To do:
Find every line in the records that holds the string "shared". Copy each one.
-- Recorded data follows --
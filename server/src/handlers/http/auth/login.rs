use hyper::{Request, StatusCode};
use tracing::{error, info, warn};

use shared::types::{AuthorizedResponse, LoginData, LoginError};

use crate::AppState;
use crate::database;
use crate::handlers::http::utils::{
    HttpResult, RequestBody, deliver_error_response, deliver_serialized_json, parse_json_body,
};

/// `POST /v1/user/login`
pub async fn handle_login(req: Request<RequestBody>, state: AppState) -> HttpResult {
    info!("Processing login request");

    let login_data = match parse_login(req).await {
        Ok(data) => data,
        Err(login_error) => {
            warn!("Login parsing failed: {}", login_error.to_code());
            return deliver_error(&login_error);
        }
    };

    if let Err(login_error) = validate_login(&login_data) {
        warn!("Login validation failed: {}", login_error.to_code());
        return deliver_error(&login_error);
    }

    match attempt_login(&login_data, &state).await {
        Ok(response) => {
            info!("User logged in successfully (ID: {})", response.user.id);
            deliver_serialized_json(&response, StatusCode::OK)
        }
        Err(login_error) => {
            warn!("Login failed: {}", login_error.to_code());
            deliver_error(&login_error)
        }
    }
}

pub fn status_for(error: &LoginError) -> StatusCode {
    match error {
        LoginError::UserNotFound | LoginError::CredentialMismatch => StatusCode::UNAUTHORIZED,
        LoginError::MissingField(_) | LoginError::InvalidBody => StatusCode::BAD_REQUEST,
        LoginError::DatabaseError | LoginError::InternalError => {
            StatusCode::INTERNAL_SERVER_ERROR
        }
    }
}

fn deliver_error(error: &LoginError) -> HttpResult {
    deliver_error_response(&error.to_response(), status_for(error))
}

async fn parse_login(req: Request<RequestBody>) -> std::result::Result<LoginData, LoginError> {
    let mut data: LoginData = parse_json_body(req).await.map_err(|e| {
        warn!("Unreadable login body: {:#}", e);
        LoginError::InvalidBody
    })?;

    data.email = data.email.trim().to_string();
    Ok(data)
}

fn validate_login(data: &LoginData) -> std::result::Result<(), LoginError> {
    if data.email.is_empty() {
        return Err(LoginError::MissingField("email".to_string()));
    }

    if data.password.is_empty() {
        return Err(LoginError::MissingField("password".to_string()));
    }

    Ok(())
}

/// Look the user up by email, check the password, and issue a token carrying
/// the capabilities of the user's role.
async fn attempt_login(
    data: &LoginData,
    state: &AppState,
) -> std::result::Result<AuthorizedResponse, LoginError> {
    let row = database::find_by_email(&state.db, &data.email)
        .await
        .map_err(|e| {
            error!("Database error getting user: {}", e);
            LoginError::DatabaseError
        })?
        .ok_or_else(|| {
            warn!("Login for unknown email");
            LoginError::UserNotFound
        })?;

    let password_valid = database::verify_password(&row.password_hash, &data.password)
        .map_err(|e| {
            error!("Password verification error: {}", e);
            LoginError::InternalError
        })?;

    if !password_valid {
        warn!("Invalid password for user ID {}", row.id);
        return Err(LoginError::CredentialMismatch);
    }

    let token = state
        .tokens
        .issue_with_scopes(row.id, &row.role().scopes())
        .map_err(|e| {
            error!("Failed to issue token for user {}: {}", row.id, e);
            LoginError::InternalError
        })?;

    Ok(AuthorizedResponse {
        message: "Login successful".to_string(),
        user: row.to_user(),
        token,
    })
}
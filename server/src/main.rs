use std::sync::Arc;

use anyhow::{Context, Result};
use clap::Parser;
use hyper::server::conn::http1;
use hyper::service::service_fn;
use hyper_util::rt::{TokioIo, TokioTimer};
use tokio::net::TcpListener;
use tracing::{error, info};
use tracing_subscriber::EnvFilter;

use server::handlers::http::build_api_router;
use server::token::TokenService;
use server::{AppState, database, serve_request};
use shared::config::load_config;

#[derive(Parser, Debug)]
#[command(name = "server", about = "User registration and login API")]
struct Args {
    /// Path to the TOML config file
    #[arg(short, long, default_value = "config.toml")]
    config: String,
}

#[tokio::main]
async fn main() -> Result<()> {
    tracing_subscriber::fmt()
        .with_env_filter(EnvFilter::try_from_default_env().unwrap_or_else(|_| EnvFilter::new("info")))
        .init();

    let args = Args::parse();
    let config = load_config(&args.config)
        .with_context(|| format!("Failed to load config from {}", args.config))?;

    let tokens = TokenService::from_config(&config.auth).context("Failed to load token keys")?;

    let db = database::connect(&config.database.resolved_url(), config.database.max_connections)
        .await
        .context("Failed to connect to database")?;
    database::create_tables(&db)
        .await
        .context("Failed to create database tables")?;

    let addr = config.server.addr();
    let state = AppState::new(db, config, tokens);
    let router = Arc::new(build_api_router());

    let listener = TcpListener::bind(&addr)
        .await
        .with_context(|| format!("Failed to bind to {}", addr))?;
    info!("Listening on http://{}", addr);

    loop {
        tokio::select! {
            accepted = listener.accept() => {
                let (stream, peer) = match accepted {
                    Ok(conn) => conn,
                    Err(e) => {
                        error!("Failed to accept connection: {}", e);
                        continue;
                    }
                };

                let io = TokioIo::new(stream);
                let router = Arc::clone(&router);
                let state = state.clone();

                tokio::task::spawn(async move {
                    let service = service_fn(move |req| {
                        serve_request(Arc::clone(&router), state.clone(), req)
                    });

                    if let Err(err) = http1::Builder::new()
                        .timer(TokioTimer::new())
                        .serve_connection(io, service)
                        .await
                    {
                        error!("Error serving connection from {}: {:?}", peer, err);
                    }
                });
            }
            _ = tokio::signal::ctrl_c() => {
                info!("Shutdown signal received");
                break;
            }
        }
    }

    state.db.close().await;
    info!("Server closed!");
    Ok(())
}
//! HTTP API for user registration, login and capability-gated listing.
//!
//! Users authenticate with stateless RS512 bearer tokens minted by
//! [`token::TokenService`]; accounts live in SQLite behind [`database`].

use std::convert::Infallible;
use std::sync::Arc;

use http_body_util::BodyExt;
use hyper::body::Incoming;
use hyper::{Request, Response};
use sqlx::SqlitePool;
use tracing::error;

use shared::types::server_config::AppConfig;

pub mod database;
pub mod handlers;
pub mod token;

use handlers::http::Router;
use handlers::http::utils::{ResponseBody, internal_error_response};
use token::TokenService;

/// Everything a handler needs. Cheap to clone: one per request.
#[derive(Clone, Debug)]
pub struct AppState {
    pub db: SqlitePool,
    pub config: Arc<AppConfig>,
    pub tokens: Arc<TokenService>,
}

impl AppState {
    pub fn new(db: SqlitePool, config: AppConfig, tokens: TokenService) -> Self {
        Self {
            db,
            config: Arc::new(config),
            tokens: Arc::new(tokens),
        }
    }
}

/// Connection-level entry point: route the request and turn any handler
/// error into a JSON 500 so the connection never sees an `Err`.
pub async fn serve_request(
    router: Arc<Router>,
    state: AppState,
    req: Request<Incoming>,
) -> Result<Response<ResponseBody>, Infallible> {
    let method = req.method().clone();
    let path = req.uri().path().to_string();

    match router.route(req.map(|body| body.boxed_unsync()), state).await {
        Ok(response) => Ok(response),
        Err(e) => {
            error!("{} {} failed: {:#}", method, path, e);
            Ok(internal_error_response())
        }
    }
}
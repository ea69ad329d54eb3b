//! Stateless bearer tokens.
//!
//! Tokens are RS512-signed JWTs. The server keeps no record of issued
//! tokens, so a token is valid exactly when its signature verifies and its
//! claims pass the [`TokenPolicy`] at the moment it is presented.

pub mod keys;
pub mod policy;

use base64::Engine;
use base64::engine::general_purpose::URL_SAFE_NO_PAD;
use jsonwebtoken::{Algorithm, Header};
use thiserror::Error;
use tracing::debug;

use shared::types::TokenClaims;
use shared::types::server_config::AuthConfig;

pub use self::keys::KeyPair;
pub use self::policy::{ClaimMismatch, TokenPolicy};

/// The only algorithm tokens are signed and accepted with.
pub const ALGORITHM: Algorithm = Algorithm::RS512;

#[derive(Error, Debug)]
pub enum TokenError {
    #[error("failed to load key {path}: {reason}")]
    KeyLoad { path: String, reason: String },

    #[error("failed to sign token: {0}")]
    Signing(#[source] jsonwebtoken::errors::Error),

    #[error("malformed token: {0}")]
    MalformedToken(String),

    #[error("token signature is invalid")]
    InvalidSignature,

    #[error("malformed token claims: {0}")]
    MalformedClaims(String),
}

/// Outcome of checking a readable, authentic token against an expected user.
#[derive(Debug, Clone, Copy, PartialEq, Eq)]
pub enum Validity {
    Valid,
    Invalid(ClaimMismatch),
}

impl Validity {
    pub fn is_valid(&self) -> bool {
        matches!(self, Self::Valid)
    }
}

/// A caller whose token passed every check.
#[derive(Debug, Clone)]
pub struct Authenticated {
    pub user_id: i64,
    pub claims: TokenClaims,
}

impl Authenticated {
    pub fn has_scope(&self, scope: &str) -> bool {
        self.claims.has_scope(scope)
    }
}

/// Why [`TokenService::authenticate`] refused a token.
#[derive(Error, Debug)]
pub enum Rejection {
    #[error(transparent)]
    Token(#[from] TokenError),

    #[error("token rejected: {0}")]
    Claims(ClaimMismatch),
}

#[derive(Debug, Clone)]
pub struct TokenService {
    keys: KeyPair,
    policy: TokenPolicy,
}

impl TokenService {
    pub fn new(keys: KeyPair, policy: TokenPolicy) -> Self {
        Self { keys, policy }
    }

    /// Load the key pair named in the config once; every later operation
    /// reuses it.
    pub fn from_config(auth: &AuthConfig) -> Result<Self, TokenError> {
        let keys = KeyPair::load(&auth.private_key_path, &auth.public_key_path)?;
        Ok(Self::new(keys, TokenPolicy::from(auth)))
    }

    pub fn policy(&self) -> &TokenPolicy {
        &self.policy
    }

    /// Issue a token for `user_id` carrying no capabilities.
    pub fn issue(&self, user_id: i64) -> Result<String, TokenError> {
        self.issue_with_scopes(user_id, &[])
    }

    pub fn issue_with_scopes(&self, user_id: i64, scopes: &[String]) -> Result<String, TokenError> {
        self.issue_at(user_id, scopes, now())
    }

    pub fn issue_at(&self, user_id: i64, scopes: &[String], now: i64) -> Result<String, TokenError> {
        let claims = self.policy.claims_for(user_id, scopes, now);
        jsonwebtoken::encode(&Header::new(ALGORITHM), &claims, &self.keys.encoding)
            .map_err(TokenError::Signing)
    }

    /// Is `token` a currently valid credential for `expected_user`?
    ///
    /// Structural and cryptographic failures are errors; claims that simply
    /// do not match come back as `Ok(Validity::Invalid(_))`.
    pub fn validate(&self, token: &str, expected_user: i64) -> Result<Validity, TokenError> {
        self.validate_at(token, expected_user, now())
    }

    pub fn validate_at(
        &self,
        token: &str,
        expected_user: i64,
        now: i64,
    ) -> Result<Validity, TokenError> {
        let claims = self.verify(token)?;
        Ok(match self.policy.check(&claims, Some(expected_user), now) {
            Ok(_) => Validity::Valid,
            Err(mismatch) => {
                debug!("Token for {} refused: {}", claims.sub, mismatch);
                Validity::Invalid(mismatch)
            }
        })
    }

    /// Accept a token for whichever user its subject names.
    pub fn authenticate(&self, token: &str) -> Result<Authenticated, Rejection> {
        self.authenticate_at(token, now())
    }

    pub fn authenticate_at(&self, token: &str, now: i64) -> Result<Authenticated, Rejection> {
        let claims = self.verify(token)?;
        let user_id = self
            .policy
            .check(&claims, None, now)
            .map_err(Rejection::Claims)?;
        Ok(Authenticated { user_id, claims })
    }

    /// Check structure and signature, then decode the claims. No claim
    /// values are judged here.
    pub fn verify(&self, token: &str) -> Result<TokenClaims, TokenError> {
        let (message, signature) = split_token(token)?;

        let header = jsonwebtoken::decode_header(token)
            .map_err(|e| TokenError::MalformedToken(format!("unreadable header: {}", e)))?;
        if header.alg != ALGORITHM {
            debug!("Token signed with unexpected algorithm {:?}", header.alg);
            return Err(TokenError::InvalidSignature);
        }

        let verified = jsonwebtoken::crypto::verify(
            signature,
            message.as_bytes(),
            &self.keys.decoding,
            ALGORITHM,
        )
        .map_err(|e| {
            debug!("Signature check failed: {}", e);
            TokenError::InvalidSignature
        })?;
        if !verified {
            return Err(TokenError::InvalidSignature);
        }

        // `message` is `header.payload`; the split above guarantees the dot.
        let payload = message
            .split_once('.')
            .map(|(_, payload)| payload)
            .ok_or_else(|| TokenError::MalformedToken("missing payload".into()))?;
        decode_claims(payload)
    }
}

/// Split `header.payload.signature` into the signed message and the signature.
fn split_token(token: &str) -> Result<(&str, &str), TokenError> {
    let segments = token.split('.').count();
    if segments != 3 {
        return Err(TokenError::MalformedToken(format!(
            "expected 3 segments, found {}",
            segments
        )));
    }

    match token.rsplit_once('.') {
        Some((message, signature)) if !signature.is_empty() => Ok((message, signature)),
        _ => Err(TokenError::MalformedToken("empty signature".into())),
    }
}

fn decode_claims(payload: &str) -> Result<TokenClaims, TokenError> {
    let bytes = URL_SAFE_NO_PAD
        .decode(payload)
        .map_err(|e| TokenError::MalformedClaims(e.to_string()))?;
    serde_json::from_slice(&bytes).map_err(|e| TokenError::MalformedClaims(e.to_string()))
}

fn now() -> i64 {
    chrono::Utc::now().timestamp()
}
-- Recorded data concluded --
-- Recorded data follows --
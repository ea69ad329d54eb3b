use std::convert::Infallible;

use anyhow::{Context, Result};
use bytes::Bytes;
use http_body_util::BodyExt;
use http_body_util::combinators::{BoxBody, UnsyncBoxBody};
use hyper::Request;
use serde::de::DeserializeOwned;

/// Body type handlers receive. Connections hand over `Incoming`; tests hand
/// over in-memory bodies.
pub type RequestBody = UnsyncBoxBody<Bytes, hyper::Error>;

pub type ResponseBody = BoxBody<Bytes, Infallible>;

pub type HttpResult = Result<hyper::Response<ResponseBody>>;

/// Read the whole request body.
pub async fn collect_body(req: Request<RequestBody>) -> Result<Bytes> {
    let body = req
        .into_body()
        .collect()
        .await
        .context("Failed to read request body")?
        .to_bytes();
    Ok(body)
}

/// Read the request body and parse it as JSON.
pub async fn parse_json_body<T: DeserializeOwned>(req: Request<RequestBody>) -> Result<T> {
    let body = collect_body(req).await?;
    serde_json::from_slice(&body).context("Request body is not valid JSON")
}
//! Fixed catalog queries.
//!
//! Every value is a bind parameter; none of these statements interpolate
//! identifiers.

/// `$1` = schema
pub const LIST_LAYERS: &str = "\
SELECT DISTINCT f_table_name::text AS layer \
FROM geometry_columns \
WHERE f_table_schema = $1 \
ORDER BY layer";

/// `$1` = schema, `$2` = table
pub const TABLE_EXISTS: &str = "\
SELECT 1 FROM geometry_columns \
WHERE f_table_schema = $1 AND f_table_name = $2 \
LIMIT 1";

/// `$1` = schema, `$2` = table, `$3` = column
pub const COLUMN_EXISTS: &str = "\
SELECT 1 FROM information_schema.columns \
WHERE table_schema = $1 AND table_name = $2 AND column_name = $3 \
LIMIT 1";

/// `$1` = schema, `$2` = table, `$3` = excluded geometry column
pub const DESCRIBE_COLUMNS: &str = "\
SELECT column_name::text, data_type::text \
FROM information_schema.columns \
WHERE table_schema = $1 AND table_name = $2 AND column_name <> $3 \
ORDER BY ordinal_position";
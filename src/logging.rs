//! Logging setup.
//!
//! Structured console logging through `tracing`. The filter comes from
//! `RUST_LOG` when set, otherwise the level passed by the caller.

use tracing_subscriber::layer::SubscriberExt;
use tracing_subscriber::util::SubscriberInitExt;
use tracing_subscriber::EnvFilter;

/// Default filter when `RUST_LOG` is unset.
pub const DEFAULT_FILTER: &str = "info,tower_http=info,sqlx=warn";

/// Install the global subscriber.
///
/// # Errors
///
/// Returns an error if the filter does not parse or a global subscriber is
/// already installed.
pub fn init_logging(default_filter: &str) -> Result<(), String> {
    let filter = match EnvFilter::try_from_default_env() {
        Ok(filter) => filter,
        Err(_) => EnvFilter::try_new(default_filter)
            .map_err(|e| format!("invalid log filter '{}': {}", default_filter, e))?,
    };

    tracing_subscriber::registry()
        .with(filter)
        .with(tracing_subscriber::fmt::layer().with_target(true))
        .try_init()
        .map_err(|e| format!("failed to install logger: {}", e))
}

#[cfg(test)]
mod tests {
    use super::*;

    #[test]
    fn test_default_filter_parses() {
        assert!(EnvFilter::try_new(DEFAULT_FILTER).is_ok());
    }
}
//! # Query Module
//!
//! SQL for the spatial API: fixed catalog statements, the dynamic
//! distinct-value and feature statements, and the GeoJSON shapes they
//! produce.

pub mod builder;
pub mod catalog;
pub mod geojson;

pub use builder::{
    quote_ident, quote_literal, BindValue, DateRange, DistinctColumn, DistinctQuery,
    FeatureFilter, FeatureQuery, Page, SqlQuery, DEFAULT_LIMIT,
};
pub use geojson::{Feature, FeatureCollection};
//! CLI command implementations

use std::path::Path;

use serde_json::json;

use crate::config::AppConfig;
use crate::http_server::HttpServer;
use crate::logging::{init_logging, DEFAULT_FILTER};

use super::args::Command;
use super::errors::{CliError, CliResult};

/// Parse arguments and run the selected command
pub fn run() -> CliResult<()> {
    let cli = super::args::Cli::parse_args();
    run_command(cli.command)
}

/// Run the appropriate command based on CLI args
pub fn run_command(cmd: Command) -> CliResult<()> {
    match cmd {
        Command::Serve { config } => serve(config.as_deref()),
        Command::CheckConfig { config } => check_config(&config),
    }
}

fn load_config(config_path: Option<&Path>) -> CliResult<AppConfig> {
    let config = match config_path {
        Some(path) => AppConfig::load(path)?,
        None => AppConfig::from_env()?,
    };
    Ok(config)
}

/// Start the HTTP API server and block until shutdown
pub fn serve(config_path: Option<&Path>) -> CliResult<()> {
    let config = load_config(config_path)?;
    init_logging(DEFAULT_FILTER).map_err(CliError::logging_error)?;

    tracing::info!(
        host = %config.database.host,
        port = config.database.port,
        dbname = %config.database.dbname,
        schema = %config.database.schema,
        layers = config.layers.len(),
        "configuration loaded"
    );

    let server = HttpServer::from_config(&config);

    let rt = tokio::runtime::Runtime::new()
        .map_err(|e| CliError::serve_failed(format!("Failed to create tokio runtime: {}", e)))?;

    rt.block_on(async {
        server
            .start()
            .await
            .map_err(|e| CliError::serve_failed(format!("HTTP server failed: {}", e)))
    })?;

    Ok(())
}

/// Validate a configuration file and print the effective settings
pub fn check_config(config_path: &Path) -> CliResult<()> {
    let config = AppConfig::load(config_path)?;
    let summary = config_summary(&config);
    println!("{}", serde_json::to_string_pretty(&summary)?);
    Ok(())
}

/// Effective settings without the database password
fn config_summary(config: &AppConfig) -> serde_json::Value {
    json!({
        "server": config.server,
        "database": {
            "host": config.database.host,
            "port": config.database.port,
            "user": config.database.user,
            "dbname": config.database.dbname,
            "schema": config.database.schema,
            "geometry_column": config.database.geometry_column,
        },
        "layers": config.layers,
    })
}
-- Recorded data concluded --
-- Recorded data follows --
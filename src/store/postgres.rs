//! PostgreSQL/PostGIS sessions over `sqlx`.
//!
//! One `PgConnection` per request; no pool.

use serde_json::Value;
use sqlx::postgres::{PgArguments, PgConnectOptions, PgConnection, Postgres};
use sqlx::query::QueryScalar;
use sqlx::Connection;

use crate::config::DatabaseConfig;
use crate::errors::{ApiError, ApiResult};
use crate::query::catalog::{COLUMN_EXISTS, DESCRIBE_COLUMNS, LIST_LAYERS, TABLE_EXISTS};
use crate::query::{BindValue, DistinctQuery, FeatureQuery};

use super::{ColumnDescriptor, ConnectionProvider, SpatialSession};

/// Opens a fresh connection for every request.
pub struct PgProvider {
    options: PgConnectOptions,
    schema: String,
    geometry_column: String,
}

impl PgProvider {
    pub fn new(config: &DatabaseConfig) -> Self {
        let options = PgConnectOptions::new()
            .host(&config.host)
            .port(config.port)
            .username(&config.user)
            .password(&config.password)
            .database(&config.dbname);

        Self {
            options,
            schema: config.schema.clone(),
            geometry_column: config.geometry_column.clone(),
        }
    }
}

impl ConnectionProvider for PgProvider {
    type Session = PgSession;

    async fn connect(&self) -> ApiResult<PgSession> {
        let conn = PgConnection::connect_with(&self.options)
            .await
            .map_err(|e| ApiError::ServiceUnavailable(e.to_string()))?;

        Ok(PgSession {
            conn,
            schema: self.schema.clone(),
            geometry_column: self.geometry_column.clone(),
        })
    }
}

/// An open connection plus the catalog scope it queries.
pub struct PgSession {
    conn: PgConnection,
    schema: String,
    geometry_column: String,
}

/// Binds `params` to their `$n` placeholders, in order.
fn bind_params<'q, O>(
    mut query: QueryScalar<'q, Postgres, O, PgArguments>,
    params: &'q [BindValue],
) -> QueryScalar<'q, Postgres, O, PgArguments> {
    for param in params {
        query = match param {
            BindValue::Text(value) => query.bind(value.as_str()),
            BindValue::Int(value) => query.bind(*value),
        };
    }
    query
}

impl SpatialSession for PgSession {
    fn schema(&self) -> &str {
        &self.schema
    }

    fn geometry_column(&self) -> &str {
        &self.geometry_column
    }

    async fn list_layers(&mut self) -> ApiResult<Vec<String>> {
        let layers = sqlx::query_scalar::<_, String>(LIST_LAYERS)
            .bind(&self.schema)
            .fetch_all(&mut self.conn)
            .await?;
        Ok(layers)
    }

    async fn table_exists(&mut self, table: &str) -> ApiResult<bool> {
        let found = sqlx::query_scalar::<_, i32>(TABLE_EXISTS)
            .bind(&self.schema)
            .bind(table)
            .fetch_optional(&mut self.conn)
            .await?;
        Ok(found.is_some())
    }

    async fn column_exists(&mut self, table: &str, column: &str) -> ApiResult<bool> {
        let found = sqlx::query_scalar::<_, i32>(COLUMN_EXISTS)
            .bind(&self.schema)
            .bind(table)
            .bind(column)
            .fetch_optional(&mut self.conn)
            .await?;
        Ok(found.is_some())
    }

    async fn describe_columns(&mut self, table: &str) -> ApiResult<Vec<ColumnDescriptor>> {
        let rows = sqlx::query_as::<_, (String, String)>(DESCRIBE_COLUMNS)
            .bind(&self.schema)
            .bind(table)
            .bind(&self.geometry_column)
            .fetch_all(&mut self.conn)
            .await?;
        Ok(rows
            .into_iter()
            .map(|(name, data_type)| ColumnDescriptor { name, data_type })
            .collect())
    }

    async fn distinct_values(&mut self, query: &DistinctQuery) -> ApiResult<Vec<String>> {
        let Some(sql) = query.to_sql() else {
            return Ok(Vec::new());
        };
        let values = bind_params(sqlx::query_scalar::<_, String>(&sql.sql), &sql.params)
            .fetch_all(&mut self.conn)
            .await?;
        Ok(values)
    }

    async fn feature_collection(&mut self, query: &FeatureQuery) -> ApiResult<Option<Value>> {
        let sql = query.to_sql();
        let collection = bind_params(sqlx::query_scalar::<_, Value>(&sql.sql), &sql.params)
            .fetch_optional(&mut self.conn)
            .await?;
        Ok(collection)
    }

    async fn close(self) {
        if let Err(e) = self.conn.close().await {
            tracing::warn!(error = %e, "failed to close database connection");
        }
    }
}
-- Recorded data concluded --
Reply to the exercise:
use shared::types::{AuthorizedResponse, LoginData, LoginError};
use shared::config::load_config;
use shared::types::server_config::AppConfig;
use shared::types::TokenClaims;
use shared::types::server_config::AuthConfig;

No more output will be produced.